### PROBLEM TO SOLVE
Transcribe every record without leaving anything out or changing a word.

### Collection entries
------------------------------------------------------------

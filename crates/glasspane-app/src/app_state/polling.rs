//! Per-iteration work: drain webview events, advance timers, schedule the
//! next wake-up.

use std::time::{Duration, Instant};

use winit::event_loop::{ActiveEventLoop, ControlFlow};

use glasspane_common::WindowRole;
use glasspane_webview::ipc::parse_command;
use glasspane_webview::{PageLoadState, WebViewEvent};

use super::backend::LoopBackend;
use super::core::GlasspaneApp;

/// Longest sleep between iterations while nothing is scheduled.
const POLL_INTERVAL: Duration = Duration::from_millis(16);

impl GlasspaneApp {
    /// Run polling and schedule the next wake-up.
    pub(super) fn poll_and_schedule(&mut self, event_loop: &ActiveEventLoop) {
        let now = Instant::now();
        self.poll_webview_events(event_loop, now);

        let mut backend = LoopBackend::new(&mut self.native, event_loop);
        self.controller.sync_window_state(&mut backend);
        self.controller.tick(&mut backend, now);

        if self.controller.is_closed() {
            tracing::info!("Main window closed, exiting");
            self.should_exit = true;
            event_loop.exit();
            return;
        }

        let idle = Instant::now() + POLL_INTERVAL;
        let wake = self
            .controller
            .next_deadline()
            .map_or(idle, |deadline| deadline.min(idle));
        event_loop.set_control_flow(ControlFlow::WaitUntil(wake));
    }

    fn poll_webview_events(&mut self, event_loop: &ActiveEventLoop, now: Instant) {
        let events = self.native.webviews.drain_events();
        if events.is_empty() {
            return;
        }

        let mut backend = LoopBackend::new(&mut self.native, event_loop);
        for event in events {
            match event {
                WebViewEvent::PageLoad {
                    role,
                    state: PageLoadState::Finished,
                    ..
                } => {
                    self.controller.on_first_paint(&mut backend, role, now);
                }
                WebViewEvent::IpcMessage {
                    role: WindowRole::Main,
                    body,
                } => match parse_command(&body) {
                    Ok(command) => self.controller.handle_command(&mut backend, command, now),
                    Err(e) => tracing::warn!("Rejected bridge message: {e}"),
                },
                WebViewEvent::IpcMessage { role, .. } => {
                    tracing::warn!(%role, "Ignoring bridge message from non-main window");
                }
                WebViewEvent::NavigationRequested { role, url } => {
                    tracing::debug!(%role, url = %url, "navigation");
                }
                WebViewEvent::PageLoad { .. } | WebViewEvent::Closed { .. } => {}
            }
        }
    }
}
//! Graceful shutdown: stop the chrome controller, destroy webviews and windows.

use super::backend::LoopBackend;
use super::core::GlasspaneApp;

impl GlasspaneApp {
    /// Tear everything down. Safe to call more than once.
    pub(super) fn shutdown(&mut self) {
        tracing::info!("Initiating graceful shutdown");

        let mut backend = LoopBackend::detached(&mut self.native);
        self.controller.shutdown(&mut backend);

        // Any webview left without a window (none in practice)
        self.native.webviews.destroy_all();
        self.native.windows.clear();
        self.should_exit = true;

        tracing::info!("Graceful shutdown complete");
    }
}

------------------------------------------------------------

### RESPONSE FOR THIS EXERCISE
filename crates/glasspane-app/src/app_state/polling.rs
//! Per-iteration work: drain webview events, advance timers, schedule the
//! next wake-up.

use std::time::{Duration, Instant};

use winit::event_loop::{ActiveEventLoop, ControlFlow};

use glasspane_common::WindowRole;
use glasspane_webview::ipc::parse_command;
use glasspane_webview::{PageLoadState, WebViewEvent};

use super::backend::LoopBackend;
use super::core::GlasspaneApp;

/// Longest sleep between iterations while nothing is scheduled.
const POLL_INTERVAL: Duration = Duration::from_millis(16);

impl GlasspaneApp {
    /// Run polling and schedule the next wake-up.
    pub(super) fn poll_and_schedule(&mut self, event_loop: &ActiveEventLoop) {
        let now = Instant::now();
        self.poll_webview_events(event_loop, now);

        let mut backend = LoopBackend::new(&mut self.native, event_loop);
        self.controller.sync_window_state(&mut backend);
        self.controller.tick(&mut backend, now);

        if self.controller.is_closed() {
            tracing::info!("Main window closed, exiting");
            self.should_exit = true;
            event_loop.exit();
            return;
        }

        let idle = Instant::now() + POLL_INTERVAL;
        let wake = self
            .controller
            .next_deadline()
            .map_or(idle, |deadline| deadline.min(idle));
        event_loop.set_control_flow(ControlFlow::WaitUntil(wake));
    }

    fn poll_webview_events(&mut self, event_loop: &ActiveEventLoop, now: Instant) {
        let events = self.native.webviews.drain_events();
        if events.is_empty() {
            return;
        }

        let mut backend = LoopBackend::new(&mut self.native, event_loop);
        for event in events {
            match event {
                WebViewEvent::PageLoad {
                    role,
                    state: PageLoadState::Finished,
                    ..
                } => {
                    self.controller.on_first_paint(&mut backend, role, now);
                }
                WebViewEvent::IpcMessage {
                    role: WindowRole::Main,
                    body,
                } => match parse_command(&body) {
                    Ok(command) => self.controller.handle_command(&mut backend, command, now),
                    Err(e) => tracing::warn!("Rejected bridge message: {e}"),
                },
                WebViewEvent::IpcMessage { role, .. } => {
                    tracing::warn!(%role, "Ignoring bridge message from non-main window");
                }
                WebViewEvent::NavigationRequested { role, url } => {
                    tracing::debug!(%role, url = %url, "navigation");
                }
                WebViewEvent::PageLoad { .. } | WebViewEvent::Closed { .. } => {}
            }
        }
    }
}
//! Graceful shutdown: stop the chrome controller, destroy webviews and windows.

use super::backend::LoopBackend;
use super::core::GlasspaneApp;

impl GlasspaneApp {
    /// Tear everything down. Safe to call more than once.
    pub(super) fn shutdown(&mut self) {
        tracing::info!("Initiating graceful shutdown");

        let mut backend = LoopBackend::detached(&mut self.native);
        self.controller.shutdown(&mut backend);

        // Any webview left without a window (none in practice)
        self.native.webviews.destroy_all();
        self.native.windows.clear();
        self.should_exit = true;

        tracing::info!("Graceful shutdown complete");
    }
}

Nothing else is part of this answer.